• **Instructions for the task**
Copy every line in the records below that contains the word "nickname".

• **Input material**

* * * * *

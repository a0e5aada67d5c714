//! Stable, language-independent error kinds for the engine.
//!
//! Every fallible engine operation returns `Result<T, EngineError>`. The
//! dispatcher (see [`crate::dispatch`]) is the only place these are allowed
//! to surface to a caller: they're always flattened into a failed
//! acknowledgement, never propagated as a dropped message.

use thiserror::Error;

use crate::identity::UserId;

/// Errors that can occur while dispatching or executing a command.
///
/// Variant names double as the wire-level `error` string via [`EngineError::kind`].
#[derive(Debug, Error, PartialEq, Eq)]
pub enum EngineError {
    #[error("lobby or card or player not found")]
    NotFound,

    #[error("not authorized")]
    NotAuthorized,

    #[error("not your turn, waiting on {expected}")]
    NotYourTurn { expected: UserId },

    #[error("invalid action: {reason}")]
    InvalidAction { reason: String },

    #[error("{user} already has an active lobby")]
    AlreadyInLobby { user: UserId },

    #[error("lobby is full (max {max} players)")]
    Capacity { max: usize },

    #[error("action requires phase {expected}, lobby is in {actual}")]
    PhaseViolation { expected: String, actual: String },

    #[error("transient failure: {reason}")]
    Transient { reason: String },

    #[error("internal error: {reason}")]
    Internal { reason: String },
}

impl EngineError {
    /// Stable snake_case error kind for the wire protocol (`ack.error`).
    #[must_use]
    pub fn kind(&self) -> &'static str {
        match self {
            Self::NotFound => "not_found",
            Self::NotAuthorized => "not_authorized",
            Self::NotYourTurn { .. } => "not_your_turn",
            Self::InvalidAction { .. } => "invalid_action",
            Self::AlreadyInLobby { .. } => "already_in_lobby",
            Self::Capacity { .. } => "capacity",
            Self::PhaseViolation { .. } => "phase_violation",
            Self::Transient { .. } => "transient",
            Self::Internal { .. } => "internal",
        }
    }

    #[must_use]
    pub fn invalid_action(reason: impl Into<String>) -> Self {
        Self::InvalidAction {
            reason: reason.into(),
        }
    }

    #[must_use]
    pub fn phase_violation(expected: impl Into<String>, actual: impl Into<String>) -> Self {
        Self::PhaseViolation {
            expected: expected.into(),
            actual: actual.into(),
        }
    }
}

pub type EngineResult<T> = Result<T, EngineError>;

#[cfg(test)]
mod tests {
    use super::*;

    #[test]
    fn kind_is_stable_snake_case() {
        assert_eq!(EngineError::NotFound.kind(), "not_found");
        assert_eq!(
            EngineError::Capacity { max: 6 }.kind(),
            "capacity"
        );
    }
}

* * * * *

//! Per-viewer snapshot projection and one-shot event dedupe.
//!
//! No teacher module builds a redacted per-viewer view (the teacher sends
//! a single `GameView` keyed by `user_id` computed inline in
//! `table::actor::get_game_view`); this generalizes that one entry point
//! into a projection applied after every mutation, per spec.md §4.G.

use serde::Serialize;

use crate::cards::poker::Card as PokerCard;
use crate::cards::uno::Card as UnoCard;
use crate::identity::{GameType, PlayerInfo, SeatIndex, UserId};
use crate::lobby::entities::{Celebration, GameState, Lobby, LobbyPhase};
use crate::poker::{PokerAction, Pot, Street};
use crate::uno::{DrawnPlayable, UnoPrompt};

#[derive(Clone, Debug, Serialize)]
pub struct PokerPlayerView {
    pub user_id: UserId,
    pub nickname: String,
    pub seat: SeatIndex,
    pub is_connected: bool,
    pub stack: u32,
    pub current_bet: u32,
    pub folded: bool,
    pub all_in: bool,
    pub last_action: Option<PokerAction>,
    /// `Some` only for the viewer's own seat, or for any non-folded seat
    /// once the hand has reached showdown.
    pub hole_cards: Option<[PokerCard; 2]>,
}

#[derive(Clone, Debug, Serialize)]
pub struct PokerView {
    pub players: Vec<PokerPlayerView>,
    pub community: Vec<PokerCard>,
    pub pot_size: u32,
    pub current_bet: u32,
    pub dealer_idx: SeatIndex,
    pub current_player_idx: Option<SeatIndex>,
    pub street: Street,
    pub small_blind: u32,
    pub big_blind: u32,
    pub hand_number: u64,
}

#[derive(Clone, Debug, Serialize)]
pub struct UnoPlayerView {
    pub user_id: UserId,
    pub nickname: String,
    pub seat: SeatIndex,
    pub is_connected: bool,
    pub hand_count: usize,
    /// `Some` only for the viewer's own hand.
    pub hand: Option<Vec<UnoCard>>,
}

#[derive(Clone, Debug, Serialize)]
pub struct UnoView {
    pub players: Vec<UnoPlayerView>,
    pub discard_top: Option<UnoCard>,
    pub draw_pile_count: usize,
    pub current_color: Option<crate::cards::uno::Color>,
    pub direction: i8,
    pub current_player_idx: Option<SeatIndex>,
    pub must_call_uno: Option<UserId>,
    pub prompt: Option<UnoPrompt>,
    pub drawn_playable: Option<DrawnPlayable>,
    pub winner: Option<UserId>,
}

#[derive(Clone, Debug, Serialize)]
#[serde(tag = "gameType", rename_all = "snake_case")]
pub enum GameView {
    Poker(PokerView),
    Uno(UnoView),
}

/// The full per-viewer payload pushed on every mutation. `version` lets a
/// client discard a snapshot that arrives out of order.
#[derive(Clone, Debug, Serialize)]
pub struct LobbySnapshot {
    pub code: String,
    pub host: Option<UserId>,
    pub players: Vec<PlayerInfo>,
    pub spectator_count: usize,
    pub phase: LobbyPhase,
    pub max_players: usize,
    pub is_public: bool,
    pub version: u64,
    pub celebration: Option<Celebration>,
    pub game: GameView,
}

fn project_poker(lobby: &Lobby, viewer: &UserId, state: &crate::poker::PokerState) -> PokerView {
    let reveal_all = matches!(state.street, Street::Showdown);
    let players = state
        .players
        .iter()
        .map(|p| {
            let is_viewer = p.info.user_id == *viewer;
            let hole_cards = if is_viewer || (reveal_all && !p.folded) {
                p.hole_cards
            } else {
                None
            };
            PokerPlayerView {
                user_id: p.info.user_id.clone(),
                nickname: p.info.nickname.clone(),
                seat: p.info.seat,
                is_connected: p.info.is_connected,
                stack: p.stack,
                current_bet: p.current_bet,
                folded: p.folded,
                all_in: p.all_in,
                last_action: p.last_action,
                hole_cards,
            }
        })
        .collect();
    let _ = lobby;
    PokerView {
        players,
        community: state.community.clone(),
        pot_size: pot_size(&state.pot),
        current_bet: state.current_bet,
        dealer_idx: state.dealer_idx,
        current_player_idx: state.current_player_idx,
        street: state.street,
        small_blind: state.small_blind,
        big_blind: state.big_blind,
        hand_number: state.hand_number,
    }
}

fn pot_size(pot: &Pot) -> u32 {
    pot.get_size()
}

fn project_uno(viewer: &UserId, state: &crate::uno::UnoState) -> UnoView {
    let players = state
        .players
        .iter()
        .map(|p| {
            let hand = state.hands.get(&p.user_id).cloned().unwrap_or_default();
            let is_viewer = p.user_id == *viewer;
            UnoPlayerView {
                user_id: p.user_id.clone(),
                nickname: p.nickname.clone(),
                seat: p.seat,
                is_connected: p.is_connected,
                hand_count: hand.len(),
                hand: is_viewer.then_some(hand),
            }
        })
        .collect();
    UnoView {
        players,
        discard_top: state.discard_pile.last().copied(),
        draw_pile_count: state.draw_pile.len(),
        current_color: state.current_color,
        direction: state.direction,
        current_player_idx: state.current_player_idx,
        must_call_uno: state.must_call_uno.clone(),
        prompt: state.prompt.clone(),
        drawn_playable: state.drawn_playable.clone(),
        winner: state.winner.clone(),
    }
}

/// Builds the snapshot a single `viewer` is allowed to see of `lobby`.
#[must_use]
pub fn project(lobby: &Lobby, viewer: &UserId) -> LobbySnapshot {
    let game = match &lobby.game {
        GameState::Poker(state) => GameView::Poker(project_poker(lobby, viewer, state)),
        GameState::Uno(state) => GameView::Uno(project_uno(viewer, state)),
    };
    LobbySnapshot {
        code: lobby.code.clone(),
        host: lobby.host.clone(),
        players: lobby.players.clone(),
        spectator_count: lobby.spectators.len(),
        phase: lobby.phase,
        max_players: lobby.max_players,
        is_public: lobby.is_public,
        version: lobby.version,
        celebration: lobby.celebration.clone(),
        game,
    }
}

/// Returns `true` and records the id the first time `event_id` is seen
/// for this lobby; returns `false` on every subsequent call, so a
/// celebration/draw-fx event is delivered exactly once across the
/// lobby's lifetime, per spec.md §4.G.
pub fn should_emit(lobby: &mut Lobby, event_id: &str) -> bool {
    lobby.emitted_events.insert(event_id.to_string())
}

* * * * *

• **Response for this exercise**
    pub nickname: String,
    pub nickname: String,
                nickname: p.info.nickname.clone(),
                nickname: p.nickname.clone(),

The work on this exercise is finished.